With this experiment Otto Hahn succeeded with nuclear fission in 1938.

The Human Brain Project is situated in Lausanne and funded by the European Commission to unravel the complexity of the human mind. Hundreds of scientists from 24 countries are working to model that “magical machine,” the human brain, on a supercomputer in order to gain knowledge of diseases and to develop new computer and robotic technologies. It is still uncertain whether the attempt will be successful, but it will have enormous consequences for both humans and machines.

In the 1930s Otto Hahn, Lise Meitner, and Fritz Straßmann at the Kaiser Wilhelm Institute for Chemistry attempted to create “transuranium” elements, atoms with a nucleus heavier than that of uranium. Instead, they discovered nuclear fission, which turned out to be one of the most momentous discoveries for the development of humankind and of the Earth. Many people believed that it would answer all the world’s energy needs: the enormous energy released during nuclear fission seemed to offer a nearly endless source of power that could be harnessed for industrial production, transportation, and domestic use.

1945: Trinity test—the first detonation of a nuclear bomb

Attitudes towards nuclear technology underwent an abrupt shift after atomic bombs were developed during World War II and deployed against Japan. In the exhibition at the Deutsches Museum, fragments of rubble from Hiroshima and Nagasaki remind us of these momentous days, which had a determining influence on the Cold War. In the 1950s, Otto Hahn fought against nuclear weapons and bomb tests that contaminated the Earth with radioactivity. But, like many others, he continued to have a positive view of nuclear power. By 1956, the first commercial nuclear power plant was connected to the electrical grid in England, followed by many others around the world. Today, nuclear weapons continue to be a threat to world peace. Nuclear energy is a heavily debated topic, as the risks are weighed against the problems of replacing limited fossil fuel reserves. A safe and permanent way of disposing of radioactive waste has still not been found, 75 years after the discovery of nuclear fission.

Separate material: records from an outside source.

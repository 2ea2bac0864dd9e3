//! Turns a decoded [`Component`] tree into a [`RenderNode`] tree.
//!
//! One converter per component tag. Most tags get the generic modifier
//! chain applied here; containers and text-bearing widgets manage their
//! own chain because they make chain decisions (padding suppression,
//! default chrome) that depend on the tag.

use std::collections::HashMap;

use joist_schema::{Component, HAlign, StateStore, StateValue, VAlign, Visibility, interpolate};
use tracing::trace;

use crate::convert;
use crate::modifier::{Modifier, modifier_chain};
use crate::node::{Axis, RenderNode};

/// Shared inputs for one build pass over a screen.
pub struct BuildContext<'a> {
    pub state: &'a StateStore,
    /// Screen-scoped data that shadows the store during interpolation.
    pub request: Option<&'a HashMap<String, StateValue>>,
    /// Font size for components that declare none.
    pub base_font_size: f64,
}

impl<'a> BuildContext<'a> {
    pub fn new(state: &'a StateStore) -> BuildContext<'a> {
        BuildContext { state, request: None, base_font_size: crate::convert::DEFAULT_FONT_SIZE }
    }

    pub fn with_request(
        state: &'a StateStore,
        request: &'a HashMap<String, StateValue>,
    ) -> BuildContext<'a> {
        BuildContext {
            state,
            request: Some(request),
            base_font_size: crate::convert::DEFAULT_FONT_SIZE,
        }
    }

    pub fn base_font_size(mut self, size: f64) -> BuildContext<'a> {
        self.base_font_size = size;
        self
    }

    /// Expands `@{name}` references in a declared string.
    pub fn text(&self, raw: &str) -> String {
        interpolate(raw, self.request, self.state)
    }
}

/// Builds the render tree for a screen root.
pub fn build_node(c: &Component, ctx: &BuildContext) -> RenderNode {
    build_child(c, None, ctx)
}

pub(crate) fn build_child(
    c: &Component,
    parent_axis: Option<Axis>,
    ctx: &BuildContext,
) -> RenderNode {
    let tag = canonical_tag(&c.kind);
    trace!(tag = %tag, id = ?c.id, "building node");

    let (mut node, own_chain) = dispatch(&tag, c, ctx);
    node.id = c.id.clone();
    node.params.weight = c.weight.max(0.0);
    node.params.gravity = c.gravity;
    node.params.anchors = c.anchors.clone();
    node.params.visibility = c.visibility;

    if !own_chain {
        node.modifiers = modifier_chain(c, false);
    }

    if let Some(axis) = parent_axis {
        fold_cross_anchors(&mut node, axis);
    }

    // Outermost layer: the visibility veil. Gone nodes usually carry a
    // zero opacity from their own chain already, so only top up when
    // something upstream left them paintable.
    match c.visibility {
        Visibility::Invisible => node.modifiers.push(Modifier::Opacity(0.0)),
        Visibility::Gone => {
            if node.opacity() > 0.0 {
                node.modifiers.push(Modifier::Opacity(0.0));
            }
        }
        Visibility::Visible => {}
    }

    node
}

/// Lowercases and strips separators so `Network-Image`, `networkImage`
/// and `network_image` all land on one converter.
fn canonical_tag(kind: &str) -> String {
    kind.chars()
        .filter(|ch| ch.is_ascii_alphanumeric())
        .map(|ch| ch.to_ascii_lowercase())
        .collect()
}

/// Picks the converter for a tag. The flag says whether the converter
/// produced its own modifier chain; when `false` the caller applies the
/// generic one.
fn dispatch(tag: &str, c: &Component, ctx: &BuildContext) -> (RenderNode, bool) {
    match tag {
        "view" => (convert::container::view(c, ctx), true),
        "safeareaview" | "safearea" => (convert::container::safe_area(c, ctx), true),
        "scroll" | "scrollview" => (convert::container::scroll(c, ctx), true),
        "gradientview" | "gradient" => (convert::container::view(c, ctx), true),
        "blur" | "blurview" => (convert::container::blur(c, ctx), true),
        "label" | "text" | "textlabel" => (convert::text::label(c, ctx), true),
        "button" => (convert::button::button(c, ctx), true),
        "textfield" => (convert::field::text_field(c, ctx), true),
        "textview" => (convert::field::text_view(c, ctx), true),
        "image" | "imageview" => (convert::image::image(c, ctx), true),
        "networkimage" | "circleimage" => (convert::image::network_image(c, ctx), true),
        "selectbox" | "select" | "picker" => (convert::select::select_box(c, ctx), true),
        "switch" | "toggle" => (convert::controls::toggle(c, ctx), false),
        "check" | "checkbox" => (convert::controls::checkbox(c, ctx), false),
        "radio" | "radiobutton" => (convert::controls::radio(c, ctx), false),
        "slider" => (convert::controls::slider(c, ctx), false),
        "progress" | "progressbar" | "circleprogress" => {
            (convert::controls::progress(c, tag), false)
        }
        "indicator" | "activityindicator" | "spinner" => (convert::controls::spinner(), false),
        "iconlabel" => (convert::composite::icon_label(c, ctx), false),
        "collection" | "collectionview" | "grid" => {
            (convert::collection::collection(c, ctx), false)
        }
        "table" | "tableview" | "list" => (convert::collection::table(c, ctx), false),
        "tab" | "tabview" => (convert::tab::tab(c, ctx), false),
        "web" | "webview" => (convert::web::web(c), false),
        _ => (convert::placeholder::unknown(c), true),
    }
}

/// Stack parents place children on the cross axis by gravity. Anchor
/// flags that point across the axis are alignment requests too, so they
/// fold into gravity here; declared gravity wins on conflict.
fn fold_cross_anchors(node: &mut RenderNode, parent_axis: Axis) {
    let anchors = &node.params.anchors;
    match parent_axis {
        Axis::Horizontal => {
            if node.params.gravity.vertical.is_none() {
                node.params.gravity.vertical =
                    if anchors.center_vertical || anchors.center_in_parent {
                        Some(VAlign::Center)
                    } else if anchors.bottom {
                        Some(VAlign::Bottom)
                    } else if anchors.top {
                        Some(VAlign::Top)
                    } else {
                        None
                    };
            }
        }
        Axis::Vertical => {
            if node.params.gravity.horizontal.is_none() {
                node.params.gravity.horizontal =
                    if anchors.center_horizontal || anchors.center_in_parent {
                        Some(HAlign::Center)
                    } else if anchors.right {
                        Some(HAlign::Right)
                    } else if anchors.left {
                        Some(HAlign::Left)
                    } else {
                        None
                    };
            }
        }
    }
}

On 16 July 1945, the Trinity test—the first test detonation of a nuclear explosive—took place in New Mexico. Since then, levels of radioactivity have increased substantially all over the world due to the use of nuclear technology. The global, human-caused spread of radionuclides can be demonstrated over the long term and has been proposed as a marker of a new geological period. Thus, the official beginning of the Anthropocene could be set as 16 July 1945, 11:29 GMT—the time of the first nuclear explosion.